The first thing they tell you at any creative writing class is to write about what you know. Catherine Steadman has certainly taken the advice to heart with her latest standalone thriller, The Disappearing Act.

Fans of Downton Abbey will recognise Catherine as Mabel Lane Fox; crime fiction lovers are familiar with her in another guise – as the author of Something in the Water and Mr Nobody, both of which won praise for their smartly conniving plots. This time, she’s cleverly combining her two worlds, because the protagonist in The Disappearing Act is a young actress, Mia Eliot.

Mia has just starred as Jane in Eyre, a TV adaptation of Charlotte Bronte’s famous novel. She really made her mark in the role and as a result is tipped for BAFTA success. There’s a buzz around her, and Mia’s agent, Cynthia, is keen to capitalise on it, so she sends Mia to Los Angeles.

LA is in the throes of ‘pilot season’, when the TV networks frenziedly try to fill roles in shows that may or may not make it to the screen. Mia is pencilled in for a couple of auditions for such pilots, but she’s also got a really important meeting with Kathyrn Meyer, an influential division president at Universal, about a movie based on an updated version of George Bernard Shaw’s Pygmalion that could really send Mia’s name into the stratosphere.

Things are looking mighty promising – her American agent has set her up in a glitzy apartment, and even provided her with a swish Audi convertible to drive from A to B (gratis, as long as she Instagrams pictures of herself with it). It’s enough to pull Mia, newly dumped by her boyfriend, who is a fellow actor, out of the dumps and onto a high. Then she meets Emily at one of the pilot auditions and things start to get a little strange.

Mia is doing a last-minute scan of the lines for the audition when she and Emily strike up a casual conversation.

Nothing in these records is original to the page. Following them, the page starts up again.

impl Comparison {
    /// Compare every value for equality
    pub fn new() -> Self {
        Self {
            default_comparer: Arc::new(OrderingComparer::equal()),
            column_comparers: Vec::new(),
            case_sensitive: false,
        }
    }

    /// Comparison following the configured name case policy
    pub fn from_config(config: &FixtureConfig) -> Self {
        Self::new().with_case_sensitive_names(config.case_sensitive_table_names)
    }

    /// Match column comparer names verbatim instead of case-folded
    ///
    /// Dataset comparisons also match verbatim when both datasets are case
    /// sensitive.
    #[must_use]
    pub fn with_case_sensitive_names(mut self, case_sensitive: bool) -> Self {
        self.case_sensitive = case_sensitive;
        self
    }

    /// Comparer used where no column comparer is set
    #[must_use]
    pub fn with_default_comparer(mut self, comparer: Arc<dyn ValueComparer>) -> Self {
        self.default_comparer = comparer;
        self
    }

    /// Comparer for one column of one table, replacing any earlier one
    #[must_use]
    pub fn with_column_comparer(
        mut self,
        table: &str,
        column: &str,
        comparer: Arc<dyn ValueComparer>,
    ) -> Self {
        self.column_comparers.push(ColumnComparer {
            table: table.to_string(),
            column: column.to_string(),
            comparer,
        });
        self
    }

    fn comparer_for(&self, table: &str, column: &str, case_sensitive: bool) -> &dyn ValueComparer {
        self.column_comparers
            .iter()
            .rev()
            .find(|c| {
                names_equal(&c.table, table, case_sensitive)
                    && names_equal(&c.column, column, case_sensitive)
            })
            .map_or(self.default_comparer.as_ref(), |c| c.comparer.as_ref())
    }

    /// Compare two tables, then let the handler finish
    pub fn compare_tables(
        &self,
        expected: &dyn Table,
        actual: &dyn Table,
        handler: &mut dyn FailureHandler,
    ) -> Result<()> {
        self.compare_table_contents(expected, actual, self.case_sensitive, handler)?;
        handler.finish()
    }

    /// Compare two datasets, then let the handler finish
    ///
    /// When both sides can list their tables, tables are matched by name;
    /// otherwise both are iterated in lockstep and matched by position.
    pub fn compare_datasets(
        &self,
        expected: &dyn DataSet,
        actual: &dyn DataSet,
        handler: &mut dyn FailureHandler,
    ) -> Result<()> {
        match (expected.table_names(), actual.table_names()) {
            (Ok(expected_names), Ok(actual_names)) => {
                self.compare_by_name(expected, actual, &expected_names, &actual_names, handler)?;
            }
            (Err(e), _) | (_, Err(e)) if !e.is_unsupported() => return Err(e),
            _ => self.compare_in_lockstep(expected, actual, handler)?,
        }
        handler.finish()
    }

    fn compare_by_name(
        &self,
        expected: &dyn DataSet,
        actual: &dyn DataSet,
        expected_names: &[String],
        actual_names: &[String],
        handler: &mut dyn FailureHandler,
    ) -> Result<()> {
        if expected_names.len() != actual_names.len() {
            return Err(handler.fail(
                "table count",
                &expected_names.len().to_string(),
                &actual_names.len().to_string(),
            ));
        }

        let case_sensitive = self.datasets_case_sensitive(expected, actual);
        let sorted = |names: &[String]| {
            let mut keys: Vec<String> = names
                .iter()
                .map(|n| fold_name(n, case_sensitive).into_owned())
                .collect();
            keys.sort();
            keys
        };
        if sorted(expected_names) != sorted(actual_names) {
            return Err(handler.fail(
                "tables",
                &expected_names.join(", "),
                &actual_names.join(", "),
            ));
        }

        for name in expected_names {
            let expected_table = expected.table(name)?;
            let actual_table = actual.table(name)?;
            self.compare_table_contents(
                expected_table.as_ref(),
                actual_table.as_ref(),
                case_sensitive,
                handler,
            )?;
        }
        Ok(())
    }

    fn datasets_case_sensitive(&self, expected: &dyn DataSet, actual: &dyn DataSet) -> bool {
        self.case_sensitive || (expected.is_case_sensitive() && actual.is_case_sensitive())
    }

    fn compare_in_lockstep(
        &self,
        expected: &dyn DataSet,
        actual: &dyn DataSet,
        handler: &mut dyn FailureHandler,
    ) -> Result<()> {
        let mut expected_iter = expected.iter()?;
        let mut actual_iter = actual.iter()?;
        let case_sensitive = self.datasets_case_sensitive(expected, actual);
        let mut tables = 0usize;
        loop {
            match (expected_iter.next()?, actual_iter.next()?) {
                (false, false) => return Ok(()),
                (true, true) => {
                    let expected_table = expected_iter.table()?;
                    let actual_table = actual_iter.table()?;
                    if !names_equal(expected_table.name(), actual_table.name(), case_sensitive) {
                        return Err(handler.fail(
                            &format!("table name at position {tables}"),
                            expected_table.name(),
                            actual_table.name(),
                        ));
                    }
                    self.compare_table_contents(
                        expected_table.as_ref(),
                        actual_table.as_ref(),
                        case_sensitive,
                        handler,
                    )?;
                    tables += 1;
                }
                (more_expected, _) => {
                    let (e, a) = if more_expected {
                        (format!("more than {tables}"), tables.to_string())
                    } else {
                        (tables.to_string(), format!("more than {tables}"))
                    };
                    return Err(handler.fail("table count", &e, &a));
                }
            }
        }
    }

    fn compare_table_contents(
        &self,
        expected: &dyn Table,
        actual: &dyn Table,
        case_sensitive: bool,
        handler: &mut dyn FailureHandler,
    ) -> Result<()> {
        let expected_meta = expected.metadata();
        let actual_meta = actual.metadata();
        for column in expected_meta.columns() {
            if !actual_meta.has_column(&column.name) {
                return Err(Error::no_such_column(actual.name(), &column.name));
            }
        }
        for column in actual_meta.columns() {
            if !expected_meta.has_column(&column.name) {
                return Err(Error::no_such_column(expected.name(), &column.name));
            }
        }

        let counts = (row_count_if_known(expected)?, row_count_if_known(actual)?);
        let limit = match counts {
            (Some(e), Some(a)) if e != a => {
                debug!(table = %expected.name(), expected = e, actual = a, "row counts differ");
                let difference = Difference::row_count(expected, actual, e, a);
                return handler.handle(difference, expected, actual);
            }
            (Some(e), Some(_)) => Some(e),
            _ => None,
        };

        let columns: Vec<(&str, DataType)> = expected_meta
            .columns()
            .iter()
            .map(|c| {
                let actual_type = actual_meta
                    .column_by_name(&c.name)
                    .map_or(DataType::Unknown, |a| a.data_type);
                (c.name.as_str(), comparison_type(c.data_type, actual_type))
            })
            .collect();
        let Some(&(first_column, _)) = columns.first() else {
            return Ok(());
        };

        let mut row = 0usize;
        loop {
            if limit.is_some_and(|n| row >= n) {
                break;
            }
            if limit.is_none() {
                // read both sides until the end of data
                let has_expected = has_row(expected, row, first_column)?;
                let has_actual = has_row(actual, row, first_column)?;
                match (has_expected, has_actual) {
                    (true, true) => {}
                    (false, false) => break,
                    (true, false) => {
                        let total = row + count_rest(expected, row, first_column)?;
                        let difference = Difference::row_count(expected, actual, total, row);
                        return handler.handle(difference, expected, actual);
                    }
                    (false, true) => {
                        let total = row + count_rest(actual, row, first_column)?;
                        let difference = Difference::row_count(expected, actual, row, total);
                        return handler.handle(difference, expected, actual);
                    }
                }
            }

            for &(column, data_type) in &columns {
                let expected_value = expected.value(row, column)?;
                let actual_value = actual.value(row, column)?;
                let ctx = CompareContext {
                    expected_table: expected,
                    actual_table: actual,
                    row,
                    column,
                    data_type,
                };
                let comparer = self.comparer_for(expected.name(), column, case_sensitive);
                if let Some(annotation) = comparer.compare(&ctx, &expected_value, &actual_value)? {
                    let difference =
                        Difference::value(&ctx, expected_value, actual_value, Some(annotation));
                    handler.handle(difference, expected, actual)?;
                }
            }
            row += 1;
        }
        Ok(())
    }
}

They instantly click, and Mia wonders if she’s just made her first friend in LA, so she doesn’t think twice when Emily’s turn to perform comes up and she asks Mia to go feed the parking meter for her. Mia obliges, returns to the waiting room – and never sees Emily again.

What follows is a hugely enjoyable ride that will have you facepalming at Mia’s naivety, gasping at her audacity and screwing your eyes tightly shut in a wildly dramatic and appropriately cinematic scene involving the iconic Hollywood sign. Steadman has fun pointing out the differences between the only-trying-to-help British actress and the reactions of the laid back Los Angelenos who can’t see any reason why she should have gone to Emily’s rescue in the first place. But as the stress of the situation starts to get to Mia, we begin to catch glimpses of another side to her.

The Disappearing Act is a first-class mystery story with plenty of twists and turns to ratchet up the tension. The plot is clever, the settings are lush and the characters have that air of authenticity that can only come from someone in the know.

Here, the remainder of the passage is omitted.